- **YOUR INSTRUCTIONS**:
For every line below that includes the word "InitRequest", add one; report the final number and nothing else.

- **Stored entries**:
▼▼▼

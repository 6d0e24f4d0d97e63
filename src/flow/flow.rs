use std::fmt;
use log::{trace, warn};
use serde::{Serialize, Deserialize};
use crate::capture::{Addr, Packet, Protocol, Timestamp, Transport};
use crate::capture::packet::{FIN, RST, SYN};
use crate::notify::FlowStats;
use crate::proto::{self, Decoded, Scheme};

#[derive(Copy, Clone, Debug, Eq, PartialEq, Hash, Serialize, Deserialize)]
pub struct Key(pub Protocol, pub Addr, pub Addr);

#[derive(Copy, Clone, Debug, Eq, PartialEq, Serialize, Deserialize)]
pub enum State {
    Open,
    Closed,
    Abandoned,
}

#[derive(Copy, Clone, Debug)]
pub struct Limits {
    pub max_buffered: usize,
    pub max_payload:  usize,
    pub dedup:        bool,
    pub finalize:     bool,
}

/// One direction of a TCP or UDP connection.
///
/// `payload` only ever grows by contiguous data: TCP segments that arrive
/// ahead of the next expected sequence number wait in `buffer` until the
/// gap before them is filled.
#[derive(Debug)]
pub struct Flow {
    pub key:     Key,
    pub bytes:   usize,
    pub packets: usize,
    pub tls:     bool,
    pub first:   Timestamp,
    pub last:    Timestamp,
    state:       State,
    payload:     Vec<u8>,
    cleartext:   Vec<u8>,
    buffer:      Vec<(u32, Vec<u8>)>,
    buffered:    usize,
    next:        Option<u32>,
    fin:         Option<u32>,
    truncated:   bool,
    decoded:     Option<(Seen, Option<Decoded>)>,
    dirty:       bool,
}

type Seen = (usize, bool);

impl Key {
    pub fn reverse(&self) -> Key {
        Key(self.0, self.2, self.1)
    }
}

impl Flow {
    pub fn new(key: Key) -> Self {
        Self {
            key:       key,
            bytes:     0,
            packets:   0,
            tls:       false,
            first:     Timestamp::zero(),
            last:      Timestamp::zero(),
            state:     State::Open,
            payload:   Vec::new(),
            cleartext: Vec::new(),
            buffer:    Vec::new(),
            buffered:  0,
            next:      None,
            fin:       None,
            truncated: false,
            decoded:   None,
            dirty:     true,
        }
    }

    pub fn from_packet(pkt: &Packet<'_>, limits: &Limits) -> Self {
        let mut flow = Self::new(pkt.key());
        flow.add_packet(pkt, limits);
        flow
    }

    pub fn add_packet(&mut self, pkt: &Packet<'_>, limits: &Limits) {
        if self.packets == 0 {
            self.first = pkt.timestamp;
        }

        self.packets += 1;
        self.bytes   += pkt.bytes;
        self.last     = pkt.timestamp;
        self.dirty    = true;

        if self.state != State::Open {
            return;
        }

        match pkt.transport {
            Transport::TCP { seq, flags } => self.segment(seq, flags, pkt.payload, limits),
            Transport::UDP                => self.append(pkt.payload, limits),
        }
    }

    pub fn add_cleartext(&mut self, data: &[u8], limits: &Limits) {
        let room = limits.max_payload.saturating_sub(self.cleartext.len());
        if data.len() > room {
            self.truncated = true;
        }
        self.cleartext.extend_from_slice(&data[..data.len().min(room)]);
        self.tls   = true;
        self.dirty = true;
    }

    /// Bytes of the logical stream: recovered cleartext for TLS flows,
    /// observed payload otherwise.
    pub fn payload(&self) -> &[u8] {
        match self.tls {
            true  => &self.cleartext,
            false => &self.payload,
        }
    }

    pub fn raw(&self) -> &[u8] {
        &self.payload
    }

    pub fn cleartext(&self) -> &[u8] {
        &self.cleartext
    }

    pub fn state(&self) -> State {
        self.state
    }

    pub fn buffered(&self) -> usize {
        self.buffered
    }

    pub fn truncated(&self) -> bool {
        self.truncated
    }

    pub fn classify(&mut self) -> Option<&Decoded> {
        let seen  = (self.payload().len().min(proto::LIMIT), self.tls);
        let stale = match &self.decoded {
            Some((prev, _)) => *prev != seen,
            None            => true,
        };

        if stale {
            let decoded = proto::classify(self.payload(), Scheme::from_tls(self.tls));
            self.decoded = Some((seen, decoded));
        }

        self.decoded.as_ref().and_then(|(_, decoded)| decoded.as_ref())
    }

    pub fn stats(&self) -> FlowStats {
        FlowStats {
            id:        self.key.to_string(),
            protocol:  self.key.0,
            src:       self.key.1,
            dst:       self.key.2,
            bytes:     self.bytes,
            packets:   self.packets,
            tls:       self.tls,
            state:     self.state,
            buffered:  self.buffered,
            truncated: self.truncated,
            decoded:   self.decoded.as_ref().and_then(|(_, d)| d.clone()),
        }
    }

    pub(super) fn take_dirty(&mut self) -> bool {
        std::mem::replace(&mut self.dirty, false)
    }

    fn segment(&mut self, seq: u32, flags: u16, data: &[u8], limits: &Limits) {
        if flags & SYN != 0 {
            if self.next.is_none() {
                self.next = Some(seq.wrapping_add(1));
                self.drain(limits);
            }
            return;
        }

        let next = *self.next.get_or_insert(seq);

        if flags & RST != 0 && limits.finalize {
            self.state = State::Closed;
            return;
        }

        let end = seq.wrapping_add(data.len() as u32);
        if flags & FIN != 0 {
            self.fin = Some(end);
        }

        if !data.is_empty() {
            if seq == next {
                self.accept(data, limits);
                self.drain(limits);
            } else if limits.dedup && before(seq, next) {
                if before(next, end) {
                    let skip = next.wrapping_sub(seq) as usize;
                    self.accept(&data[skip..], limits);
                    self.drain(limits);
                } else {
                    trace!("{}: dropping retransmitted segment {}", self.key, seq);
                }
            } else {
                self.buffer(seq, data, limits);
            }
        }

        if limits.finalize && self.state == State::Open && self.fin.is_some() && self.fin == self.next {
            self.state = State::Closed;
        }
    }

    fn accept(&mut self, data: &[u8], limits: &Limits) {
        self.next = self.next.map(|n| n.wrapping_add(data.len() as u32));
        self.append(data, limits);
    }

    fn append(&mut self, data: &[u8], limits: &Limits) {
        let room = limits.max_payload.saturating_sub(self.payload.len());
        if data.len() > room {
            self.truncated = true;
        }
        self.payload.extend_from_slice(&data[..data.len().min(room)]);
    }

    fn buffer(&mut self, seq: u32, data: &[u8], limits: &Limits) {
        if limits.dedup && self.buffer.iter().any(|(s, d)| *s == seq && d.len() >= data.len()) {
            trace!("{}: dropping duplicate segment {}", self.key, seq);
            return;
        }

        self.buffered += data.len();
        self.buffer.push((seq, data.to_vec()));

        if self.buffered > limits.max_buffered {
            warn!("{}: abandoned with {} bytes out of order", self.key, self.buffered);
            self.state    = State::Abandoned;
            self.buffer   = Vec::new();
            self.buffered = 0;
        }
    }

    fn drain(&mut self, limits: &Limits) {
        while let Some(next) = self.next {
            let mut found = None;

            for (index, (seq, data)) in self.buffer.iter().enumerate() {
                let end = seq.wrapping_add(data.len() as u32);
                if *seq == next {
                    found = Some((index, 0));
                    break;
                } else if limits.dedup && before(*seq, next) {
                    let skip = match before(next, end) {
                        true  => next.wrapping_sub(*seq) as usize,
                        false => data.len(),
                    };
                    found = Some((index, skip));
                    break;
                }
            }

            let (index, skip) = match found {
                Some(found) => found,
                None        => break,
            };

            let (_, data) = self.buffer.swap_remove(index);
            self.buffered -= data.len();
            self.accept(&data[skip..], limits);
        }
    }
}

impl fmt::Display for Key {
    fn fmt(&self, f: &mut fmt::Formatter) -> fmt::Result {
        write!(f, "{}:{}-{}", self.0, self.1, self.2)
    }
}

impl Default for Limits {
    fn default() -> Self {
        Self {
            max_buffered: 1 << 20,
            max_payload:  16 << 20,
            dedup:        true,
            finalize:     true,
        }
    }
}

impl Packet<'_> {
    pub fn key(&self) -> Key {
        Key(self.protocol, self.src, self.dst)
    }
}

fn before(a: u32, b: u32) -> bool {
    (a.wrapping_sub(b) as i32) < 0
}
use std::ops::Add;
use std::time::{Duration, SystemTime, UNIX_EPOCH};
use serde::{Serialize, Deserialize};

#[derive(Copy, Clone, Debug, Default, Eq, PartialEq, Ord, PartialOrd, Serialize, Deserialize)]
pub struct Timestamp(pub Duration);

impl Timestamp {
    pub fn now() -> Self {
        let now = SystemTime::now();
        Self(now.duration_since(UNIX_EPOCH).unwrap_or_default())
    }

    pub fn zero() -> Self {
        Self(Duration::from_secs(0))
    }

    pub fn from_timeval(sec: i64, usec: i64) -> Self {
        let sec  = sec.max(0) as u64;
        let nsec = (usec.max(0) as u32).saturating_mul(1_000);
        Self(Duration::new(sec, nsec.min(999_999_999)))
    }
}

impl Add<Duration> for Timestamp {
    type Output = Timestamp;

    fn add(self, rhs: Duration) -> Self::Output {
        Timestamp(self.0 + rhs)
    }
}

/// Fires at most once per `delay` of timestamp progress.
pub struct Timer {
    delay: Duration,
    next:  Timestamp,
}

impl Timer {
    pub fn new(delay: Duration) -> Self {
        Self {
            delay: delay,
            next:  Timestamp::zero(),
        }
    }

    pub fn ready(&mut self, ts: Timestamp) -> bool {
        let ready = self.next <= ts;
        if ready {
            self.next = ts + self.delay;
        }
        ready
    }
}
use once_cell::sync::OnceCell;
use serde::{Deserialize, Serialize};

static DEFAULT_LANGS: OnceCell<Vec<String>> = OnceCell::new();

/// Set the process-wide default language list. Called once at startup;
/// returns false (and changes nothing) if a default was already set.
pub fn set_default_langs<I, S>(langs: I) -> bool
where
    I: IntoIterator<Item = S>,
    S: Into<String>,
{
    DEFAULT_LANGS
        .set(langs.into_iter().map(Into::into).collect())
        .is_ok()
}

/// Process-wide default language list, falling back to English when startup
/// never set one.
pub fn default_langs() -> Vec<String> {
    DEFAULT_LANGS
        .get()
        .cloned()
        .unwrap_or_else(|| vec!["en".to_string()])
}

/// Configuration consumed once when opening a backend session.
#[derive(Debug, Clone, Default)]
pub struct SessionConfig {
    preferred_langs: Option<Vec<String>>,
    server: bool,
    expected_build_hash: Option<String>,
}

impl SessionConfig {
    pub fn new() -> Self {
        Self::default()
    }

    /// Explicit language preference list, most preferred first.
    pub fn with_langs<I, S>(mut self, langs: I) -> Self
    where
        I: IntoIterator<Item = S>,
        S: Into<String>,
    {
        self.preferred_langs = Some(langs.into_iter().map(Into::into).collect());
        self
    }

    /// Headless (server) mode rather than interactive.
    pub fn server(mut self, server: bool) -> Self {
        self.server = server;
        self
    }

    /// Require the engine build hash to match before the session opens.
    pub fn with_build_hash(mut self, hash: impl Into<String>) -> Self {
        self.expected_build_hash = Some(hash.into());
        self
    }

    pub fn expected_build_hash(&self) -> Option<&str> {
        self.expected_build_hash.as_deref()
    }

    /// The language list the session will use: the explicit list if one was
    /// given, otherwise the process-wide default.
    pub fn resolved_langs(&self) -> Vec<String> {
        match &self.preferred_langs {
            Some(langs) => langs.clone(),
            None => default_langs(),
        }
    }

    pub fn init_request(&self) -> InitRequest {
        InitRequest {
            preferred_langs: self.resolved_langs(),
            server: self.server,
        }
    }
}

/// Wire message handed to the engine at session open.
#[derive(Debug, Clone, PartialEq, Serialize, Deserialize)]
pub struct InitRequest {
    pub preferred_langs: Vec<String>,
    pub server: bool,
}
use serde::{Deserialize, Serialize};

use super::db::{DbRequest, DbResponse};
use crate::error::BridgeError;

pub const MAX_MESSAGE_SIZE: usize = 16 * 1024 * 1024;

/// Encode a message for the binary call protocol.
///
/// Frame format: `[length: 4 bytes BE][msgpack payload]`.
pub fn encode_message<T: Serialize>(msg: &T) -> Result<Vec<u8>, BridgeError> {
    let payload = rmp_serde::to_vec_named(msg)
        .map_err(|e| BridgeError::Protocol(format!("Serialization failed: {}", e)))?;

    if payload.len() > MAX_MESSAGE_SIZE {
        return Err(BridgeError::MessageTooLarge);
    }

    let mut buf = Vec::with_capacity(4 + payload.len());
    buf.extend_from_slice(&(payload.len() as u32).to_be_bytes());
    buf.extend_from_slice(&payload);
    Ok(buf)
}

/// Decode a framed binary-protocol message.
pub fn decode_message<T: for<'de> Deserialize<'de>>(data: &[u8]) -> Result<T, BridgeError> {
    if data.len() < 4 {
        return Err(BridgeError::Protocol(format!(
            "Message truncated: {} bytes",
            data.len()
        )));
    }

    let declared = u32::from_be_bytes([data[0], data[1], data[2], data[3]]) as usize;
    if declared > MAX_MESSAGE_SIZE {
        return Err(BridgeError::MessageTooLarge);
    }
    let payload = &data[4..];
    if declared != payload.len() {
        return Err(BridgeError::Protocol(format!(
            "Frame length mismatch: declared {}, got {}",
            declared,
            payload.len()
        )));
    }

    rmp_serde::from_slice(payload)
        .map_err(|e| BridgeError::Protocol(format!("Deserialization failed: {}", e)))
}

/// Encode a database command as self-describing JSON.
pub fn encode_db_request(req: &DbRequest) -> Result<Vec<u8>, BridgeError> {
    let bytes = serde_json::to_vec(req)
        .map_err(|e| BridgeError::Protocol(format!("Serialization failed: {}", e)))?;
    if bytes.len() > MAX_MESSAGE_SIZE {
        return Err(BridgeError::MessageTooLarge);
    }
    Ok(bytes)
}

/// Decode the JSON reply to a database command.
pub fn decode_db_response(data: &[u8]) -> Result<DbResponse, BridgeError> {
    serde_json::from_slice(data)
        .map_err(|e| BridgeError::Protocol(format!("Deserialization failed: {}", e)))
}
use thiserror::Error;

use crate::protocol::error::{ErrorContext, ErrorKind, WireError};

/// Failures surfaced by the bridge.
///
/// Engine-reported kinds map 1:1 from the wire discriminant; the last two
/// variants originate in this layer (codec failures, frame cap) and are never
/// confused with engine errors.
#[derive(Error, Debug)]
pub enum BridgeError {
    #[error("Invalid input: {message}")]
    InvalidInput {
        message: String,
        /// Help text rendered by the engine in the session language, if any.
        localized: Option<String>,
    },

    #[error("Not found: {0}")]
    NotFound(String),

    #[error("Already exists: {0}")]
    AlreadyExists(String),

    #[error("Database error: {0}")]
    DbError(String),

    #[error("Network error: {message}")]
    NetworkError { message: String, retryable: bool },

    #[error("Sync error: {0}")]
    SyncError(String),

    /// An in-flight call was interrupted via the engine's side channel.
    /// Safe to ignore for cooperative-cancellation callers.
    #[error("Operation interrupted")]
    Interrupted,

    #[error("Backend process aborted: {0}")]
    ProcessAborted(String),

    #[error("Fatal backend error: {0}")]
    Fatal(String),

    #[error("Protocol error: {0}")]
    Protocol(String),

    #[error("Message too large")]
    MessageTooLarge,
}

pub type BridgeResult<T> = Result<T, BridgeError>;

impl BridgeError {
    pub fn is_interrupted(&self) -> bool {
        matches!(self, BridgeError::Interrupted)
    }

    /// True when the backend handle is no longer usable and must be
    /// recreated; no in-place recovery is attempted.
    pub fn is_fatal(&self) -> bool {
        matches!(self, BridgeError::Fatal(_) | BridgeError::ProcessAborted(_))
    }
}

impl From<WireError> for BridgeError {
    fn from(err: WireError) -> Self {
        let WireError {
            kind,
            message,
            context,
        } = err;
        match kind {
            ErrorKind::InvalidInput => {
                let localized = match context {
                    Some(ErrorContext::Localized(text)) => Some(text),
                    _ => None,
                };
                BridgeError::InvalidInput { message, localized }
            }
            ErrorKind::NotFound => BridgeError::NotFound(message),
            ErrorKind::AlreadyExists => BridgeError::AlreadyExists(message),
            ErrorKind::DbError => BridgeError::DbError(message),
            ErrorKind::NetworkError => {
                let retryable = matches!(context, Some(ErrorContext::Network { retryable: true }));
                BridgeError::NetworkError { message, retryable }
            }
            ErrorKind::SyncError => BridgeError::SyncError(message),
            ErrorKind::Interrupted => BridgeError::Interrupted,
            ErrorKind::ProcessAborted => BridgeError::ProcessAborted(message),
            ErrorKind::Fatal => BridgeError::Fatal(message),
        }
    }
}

▲▲▲
▼▼▼

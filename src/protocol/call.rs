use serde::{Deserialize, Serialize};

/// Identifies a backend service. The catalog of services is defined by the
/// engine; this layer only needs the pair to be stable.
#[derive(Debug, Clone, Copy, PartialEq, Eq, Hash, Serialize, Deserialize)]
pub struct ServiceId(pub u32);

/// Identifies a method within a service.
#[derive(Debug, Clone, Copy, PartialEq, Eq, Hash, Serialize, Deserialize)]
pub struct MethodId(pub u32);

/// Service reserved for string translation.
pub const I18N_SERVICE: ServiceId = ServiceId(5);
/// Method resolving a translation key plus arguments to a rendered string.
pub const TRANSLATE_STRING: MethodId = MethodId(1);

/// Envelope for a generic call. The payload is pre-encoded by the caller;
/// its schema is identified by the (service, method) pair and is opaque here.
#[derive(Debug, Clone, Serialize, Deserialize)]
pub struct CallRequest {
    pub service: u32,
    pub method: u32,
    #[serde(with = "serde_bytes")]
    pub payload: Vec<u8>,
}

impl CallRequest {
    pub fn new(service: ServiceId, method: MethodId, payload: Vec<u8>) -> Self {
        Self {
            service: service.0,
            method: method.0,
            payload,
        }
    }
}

▲▲▲

- **REPLY**:
3